Data excerpts:

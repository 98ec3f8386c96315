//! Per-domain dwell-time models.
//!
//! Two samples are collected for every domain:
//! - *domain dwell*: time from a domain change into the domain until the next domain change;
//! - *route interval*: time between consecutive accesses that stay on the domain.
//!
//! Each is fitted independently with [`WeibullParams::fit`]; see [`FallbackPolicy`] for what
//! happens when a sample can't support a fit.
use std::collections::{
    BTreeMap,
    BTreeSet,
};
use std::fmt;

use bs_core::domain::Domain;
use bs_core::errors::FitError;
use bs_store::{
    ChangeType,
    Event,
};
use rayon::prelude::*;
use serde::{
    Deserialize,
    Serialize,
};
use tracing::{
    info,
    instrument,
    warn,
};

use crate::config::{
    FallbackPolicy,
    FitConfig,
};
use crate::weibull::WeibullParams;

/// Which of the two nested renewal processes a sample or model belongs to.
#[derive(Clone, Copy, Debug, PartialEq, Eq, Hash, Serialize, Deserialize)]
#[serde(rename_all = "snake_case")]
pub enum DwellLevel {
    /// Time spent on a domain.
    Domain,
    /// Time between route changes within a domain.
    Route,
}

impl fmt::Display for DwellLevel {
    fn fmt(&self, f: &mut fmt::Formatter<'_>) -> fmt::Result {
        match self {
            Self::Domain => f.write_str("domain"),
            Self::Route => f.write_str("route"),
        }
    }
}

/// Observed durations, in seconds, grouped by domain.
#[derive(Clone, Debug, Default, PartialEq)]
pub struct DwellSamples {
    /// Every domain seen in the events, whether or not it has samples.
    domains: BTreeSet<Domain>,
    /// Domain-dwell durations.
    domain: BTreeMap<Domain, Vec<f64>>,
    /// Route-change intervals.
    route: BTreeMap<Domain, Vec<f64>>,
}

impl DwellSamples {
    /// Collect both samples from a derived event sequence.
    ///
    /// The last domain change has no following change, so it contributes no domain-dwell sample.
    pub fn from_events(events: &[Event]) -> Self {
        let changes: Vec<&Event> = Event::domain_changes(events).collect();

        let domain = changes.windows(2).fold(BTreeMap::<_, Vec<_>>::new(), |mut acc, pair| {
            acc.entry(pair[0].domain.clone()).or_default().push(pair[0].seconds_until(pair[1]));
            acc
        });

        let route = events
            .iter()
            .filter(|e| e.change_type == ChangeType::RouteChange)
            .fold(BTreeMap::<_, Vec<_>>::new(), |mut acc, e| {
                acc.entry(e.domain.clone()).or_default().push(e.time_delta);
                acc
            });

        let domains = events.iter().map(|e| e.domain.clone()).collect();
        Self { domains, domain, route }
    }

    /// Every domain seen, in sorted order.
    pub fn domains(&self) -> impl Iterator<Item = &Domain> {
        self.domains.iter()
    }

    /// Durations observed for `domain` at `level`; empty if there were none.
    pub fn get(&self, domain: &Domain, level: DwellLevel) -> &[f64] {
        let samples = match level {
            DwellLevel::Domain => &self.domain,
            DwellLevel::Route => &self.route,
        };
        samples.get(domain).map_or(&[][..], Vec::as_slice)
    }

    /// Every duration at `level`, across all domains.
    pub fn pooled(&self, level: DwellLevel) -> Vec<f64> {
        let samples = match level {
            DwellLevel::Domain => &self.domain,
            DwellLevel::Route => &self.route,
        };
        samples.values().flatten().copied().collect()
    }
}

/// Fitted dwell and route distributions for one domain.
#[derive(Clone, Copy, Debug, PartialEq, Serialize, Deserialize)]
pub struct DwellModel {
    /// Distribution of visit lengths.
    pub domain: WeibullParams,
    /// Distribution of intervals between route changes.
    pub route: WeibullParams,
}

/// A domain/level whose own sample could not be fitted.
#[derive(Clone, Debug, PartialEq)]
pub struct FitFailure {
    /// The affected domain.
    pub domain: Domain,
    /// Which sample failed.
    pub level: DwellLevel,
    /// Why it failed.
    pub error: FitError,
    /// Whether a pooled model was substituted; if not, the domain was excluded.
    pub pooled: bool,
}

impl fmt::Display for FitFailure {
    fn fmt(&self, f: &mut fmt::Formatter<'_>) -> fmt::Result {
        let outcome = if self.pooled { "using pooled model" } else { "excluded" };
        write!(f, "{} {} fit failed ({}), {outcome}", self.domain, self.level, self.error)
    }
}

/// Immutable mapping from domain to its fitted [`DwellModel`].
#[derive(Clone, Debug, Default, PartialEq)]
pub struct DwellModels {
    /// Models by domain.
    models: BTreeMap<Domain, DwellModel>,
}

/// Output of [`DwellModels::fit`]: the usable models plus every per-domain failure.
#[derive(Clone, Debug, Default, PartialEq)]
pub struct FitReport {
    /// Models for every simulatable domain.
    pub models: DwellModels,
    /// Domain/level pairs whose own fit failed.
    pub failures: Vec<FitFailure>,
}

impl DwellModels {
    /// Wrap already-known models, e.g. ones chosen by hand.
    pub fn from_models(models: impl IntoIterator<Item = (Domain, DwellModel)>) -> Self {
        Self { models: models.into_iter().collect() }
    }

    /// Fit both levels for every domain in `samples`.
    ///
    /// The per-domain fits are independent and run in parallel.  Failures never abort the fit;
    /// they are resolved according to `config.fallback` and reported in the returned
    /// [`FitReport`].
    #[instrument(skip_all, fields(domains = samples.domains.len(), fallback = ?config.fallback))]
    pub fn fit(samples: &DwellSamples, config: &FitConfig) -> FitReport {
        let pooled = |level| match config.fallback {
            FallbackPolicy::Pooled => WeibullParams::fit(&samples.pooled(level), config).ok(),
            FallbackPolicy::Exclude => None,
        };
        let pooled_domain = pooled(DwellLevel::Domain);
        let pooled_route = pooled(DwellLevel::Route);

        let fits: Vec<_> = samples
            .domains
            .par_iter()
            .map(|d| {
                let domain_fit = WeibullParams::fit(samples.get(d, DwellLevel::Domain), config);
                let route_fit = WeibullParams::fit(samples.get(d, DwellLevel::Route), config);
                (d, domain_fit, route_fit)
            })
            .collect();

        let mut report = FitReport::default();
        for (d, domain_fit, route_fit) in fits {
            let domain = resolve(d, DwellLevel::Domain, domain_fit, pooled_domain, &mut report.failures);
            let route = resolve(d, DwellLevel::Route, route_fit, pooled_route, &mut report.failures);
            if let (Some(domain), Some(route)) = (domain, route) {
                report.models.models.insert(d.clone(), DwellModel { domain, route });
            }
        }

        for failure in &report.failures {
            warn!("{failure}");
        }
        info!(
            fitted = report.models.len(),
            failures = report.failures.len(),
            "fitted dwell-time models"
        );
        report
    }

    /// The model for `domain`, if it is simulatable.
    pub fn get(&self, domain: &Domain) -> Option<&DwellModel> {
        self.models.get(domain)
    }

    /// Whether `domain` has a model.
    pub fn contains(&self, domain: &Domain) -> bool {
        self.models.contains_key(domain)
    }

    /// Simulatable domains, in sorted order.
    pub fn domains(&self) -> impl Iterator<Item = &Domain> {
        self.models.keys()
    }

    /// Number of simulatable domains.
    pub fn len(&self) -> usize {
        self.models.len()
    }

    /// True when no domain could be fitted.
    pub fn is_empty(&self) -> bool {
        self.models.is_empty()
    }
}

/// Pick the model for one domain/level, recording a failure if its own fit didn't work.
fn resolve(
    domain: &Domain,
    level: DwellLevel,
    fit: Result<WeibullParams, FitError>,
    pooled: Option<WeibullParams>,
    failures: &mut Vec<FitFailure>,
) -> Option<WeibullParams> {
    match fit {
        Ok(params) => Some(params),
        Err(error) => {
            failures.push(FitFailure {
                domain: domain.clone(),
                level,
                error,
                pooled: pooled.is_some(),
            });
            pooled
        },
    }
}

...

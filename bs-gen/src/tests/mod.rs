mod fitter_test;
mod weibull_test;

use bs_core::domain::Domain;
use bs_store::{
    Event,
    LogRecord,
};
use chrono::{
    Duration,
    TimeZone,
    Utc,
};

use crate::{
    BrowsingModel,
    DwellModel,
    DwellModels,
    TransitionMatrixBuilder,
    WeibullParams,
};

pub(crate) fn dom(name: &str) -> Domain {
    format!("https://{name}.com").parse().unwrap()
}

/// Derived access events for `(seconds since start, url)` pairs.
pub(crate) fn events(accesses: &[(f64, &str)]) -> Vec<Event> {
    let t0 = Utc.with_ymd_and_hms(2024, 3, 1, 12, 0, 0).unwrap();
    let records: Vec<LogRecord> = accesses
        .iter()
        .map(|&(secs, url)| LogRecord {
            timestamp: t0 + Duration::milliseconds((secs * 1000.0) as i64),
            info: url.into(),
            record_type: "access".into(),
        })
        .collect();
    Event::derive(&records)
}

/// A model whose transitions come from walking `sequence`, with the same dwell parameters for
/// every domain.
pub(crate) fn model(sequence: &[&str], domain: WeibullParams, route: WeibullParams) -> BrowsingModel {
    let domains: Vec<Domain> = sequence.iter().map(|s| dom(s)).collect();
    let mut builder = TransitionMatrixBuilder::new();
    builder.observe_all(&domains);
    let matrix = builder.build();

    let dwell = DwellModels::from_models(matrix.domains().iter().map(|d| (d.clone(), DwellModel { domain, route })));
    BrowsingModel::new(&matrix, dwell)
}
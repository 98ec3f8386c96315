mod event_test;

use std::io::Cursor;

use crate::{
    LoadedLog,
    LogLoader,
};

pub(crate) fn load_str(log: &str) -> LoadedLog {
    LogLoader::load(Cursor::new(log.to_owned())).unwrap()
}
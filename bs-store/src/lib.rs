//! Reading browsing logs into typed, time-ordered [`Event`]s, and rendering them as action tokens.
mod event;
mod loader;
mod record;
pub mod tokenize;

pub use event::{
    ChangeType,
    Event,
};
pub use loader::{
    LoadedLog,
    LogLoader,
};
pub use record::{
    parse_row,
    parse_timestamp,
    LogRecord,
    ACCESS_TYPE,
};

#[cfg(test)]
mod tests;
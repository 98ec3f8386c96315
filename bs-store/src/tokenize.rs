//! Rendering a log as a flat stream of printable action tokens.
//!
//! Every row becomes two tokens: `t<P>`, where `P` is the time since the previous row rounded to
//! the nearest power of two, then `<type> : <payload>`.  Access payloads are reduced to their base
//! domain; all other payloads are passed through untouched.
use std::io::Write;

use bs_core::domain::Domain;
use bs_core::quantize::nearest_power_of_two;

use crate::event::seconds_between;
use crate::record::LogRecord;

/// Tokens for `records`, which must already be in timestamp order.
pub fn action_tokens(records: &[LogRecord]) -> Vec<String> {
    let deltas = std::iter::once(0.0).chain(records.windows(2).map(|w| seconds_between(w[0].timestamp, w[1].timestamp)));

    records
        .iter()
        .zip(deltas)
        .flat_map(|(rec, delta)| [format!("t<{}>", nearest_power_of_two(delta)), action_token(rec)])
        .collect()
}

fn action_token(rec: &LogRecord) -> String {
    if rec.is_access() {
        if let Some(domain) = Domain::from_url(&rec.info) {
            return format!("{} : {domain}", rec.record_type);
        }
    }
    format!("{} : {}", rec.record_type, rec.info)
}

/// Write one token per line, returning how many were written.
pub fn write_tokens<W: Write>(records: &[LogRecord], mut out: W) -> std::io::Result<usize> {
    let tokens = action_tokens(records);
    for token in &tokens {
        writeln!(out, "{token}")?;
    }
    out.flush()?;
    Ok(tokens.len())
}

--

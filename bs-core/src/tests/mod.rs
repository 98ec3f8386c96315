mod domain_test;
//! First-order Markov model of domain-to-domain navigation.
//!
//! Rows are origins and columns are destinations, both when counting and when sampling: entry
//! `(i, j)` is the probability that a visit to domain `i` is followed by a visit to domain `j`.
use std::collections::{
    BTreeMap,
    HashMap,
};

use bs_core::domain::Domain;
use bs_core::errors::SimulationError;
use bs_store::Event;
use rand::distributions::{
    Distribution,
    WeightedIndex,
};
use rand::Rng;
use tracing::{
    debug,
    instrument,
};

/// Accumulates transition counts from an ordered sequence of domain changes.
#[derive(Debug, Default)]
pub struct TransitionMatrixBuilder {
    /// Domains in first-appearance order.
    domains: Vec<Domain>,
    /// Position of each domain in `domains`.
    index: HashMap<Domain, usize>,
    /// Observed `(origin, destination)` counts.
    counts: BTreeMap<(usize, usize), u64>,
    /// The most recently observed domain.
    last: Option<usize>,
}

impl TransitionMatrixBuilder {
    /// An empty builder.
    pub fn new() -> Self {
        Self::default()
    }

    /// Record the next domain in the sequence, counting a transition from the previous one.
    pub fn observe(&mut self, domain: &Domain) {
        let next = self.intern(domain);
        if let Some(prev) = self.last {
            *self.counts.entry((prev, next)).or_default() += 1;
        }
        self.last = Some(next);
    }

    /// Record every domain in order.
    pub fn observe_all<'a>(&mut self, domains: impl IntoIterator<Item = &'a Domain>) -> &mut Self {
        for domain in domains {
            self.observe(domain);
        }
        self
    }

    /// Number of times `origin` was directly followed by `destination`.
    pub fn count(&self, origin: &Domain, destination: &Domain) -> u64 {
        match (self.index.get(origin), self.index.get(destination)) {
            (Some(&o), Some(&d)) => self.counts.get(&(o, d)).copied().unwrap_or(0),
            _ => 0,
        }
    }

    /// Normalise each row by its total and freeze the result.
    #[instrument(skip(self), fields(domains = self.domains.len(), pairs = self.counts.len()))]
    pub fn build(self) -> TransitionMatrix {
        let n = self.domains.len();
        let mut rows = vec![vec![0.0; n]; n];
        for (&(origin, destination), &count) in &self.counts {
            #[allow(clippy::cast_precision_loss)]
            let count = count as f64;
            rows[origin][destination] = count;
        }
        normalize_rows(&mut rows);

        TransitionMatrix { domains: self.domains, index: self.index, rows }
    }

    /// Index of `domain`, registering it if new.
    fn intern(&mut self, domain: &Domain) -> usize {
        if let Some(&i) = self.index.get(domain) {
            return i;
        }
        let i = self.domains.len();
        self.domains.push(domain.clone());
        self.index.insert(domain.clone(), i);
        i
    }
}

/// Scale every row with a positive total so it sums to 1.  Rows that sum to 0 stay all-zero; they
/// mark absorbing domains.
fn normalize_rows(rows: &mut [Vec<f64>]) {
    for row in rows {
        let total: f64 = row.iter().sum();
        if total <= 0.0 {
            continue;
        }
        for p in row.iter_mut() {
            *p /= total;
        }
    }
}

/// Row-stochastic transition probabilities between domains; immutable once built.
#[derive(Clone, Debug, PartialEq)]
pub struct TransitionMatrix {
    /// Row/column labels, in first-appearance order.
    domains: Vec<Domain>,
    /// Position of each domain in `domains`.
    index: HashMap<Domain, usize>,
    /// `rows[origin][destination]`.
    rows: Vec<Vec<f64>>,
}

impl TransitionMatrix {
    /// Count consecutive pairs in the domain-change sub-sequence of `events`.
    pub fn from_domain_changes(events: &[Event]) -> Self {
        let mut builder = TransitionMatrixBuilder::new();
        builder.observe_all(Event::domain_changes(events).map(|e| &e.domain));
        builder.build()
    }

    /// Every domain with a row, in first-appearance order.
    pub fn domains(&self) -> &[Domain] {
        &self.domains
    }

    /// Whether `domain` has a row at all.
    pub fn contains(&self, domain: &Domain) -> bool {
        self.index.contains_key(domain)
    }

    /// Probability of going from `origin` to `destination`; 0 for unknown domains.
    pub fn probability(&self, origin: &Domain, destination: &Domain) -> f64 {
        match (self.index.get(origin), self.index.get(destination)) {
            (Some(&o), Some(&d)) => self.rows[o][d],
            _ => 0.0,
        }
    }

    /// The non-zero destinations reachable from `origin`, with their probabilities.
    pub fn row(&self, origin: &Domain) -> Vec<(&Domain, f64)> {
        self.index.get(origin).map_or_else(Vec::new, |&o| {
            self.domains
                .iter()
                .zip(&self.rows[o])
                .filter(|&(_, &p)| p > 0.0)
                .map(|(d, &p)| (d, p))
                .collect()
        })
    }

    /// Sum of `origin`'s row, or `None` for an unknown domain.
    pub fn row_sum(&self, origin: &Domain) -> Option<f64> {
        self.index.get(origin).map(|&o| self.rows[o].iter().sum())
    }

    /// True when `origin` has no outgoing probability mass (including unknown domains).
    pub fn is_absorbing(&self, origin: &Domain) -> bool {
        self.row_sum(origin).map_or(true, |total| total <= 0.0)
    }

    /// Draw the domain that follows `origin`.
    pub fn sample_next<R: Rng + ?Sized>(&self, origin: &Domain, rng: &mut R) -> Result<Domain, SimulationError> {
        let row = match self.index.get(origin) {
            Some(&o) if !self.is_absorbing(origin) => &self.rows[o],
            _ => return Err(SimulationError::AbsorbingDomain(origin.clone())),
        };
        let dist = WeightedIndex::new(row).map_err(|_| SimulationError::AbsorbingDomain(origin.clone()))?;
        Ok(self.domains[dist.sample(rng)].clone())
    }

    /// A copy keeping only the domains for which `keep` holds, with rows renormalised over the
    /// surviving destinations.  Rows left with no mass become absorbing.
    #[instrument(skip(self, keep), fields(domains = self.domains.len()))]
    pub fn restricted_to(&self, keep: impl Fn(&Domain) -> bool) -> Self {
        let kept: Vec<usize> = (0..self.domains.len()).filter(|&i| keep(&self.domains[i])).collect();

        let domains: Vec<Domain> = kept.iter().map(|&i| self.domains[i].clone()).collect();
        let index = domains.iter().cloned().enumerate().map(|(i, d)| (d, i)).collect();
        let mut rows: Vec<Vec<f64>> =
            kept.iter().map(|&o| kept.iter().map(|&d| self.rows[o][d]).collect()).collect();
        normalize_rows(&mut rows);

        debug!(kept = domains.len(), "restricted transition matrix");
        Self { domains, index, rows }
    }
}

What is required:
Only a number belongs in the answer: the number of lines in the preceding data that hold "secs".

Exercise answer:
2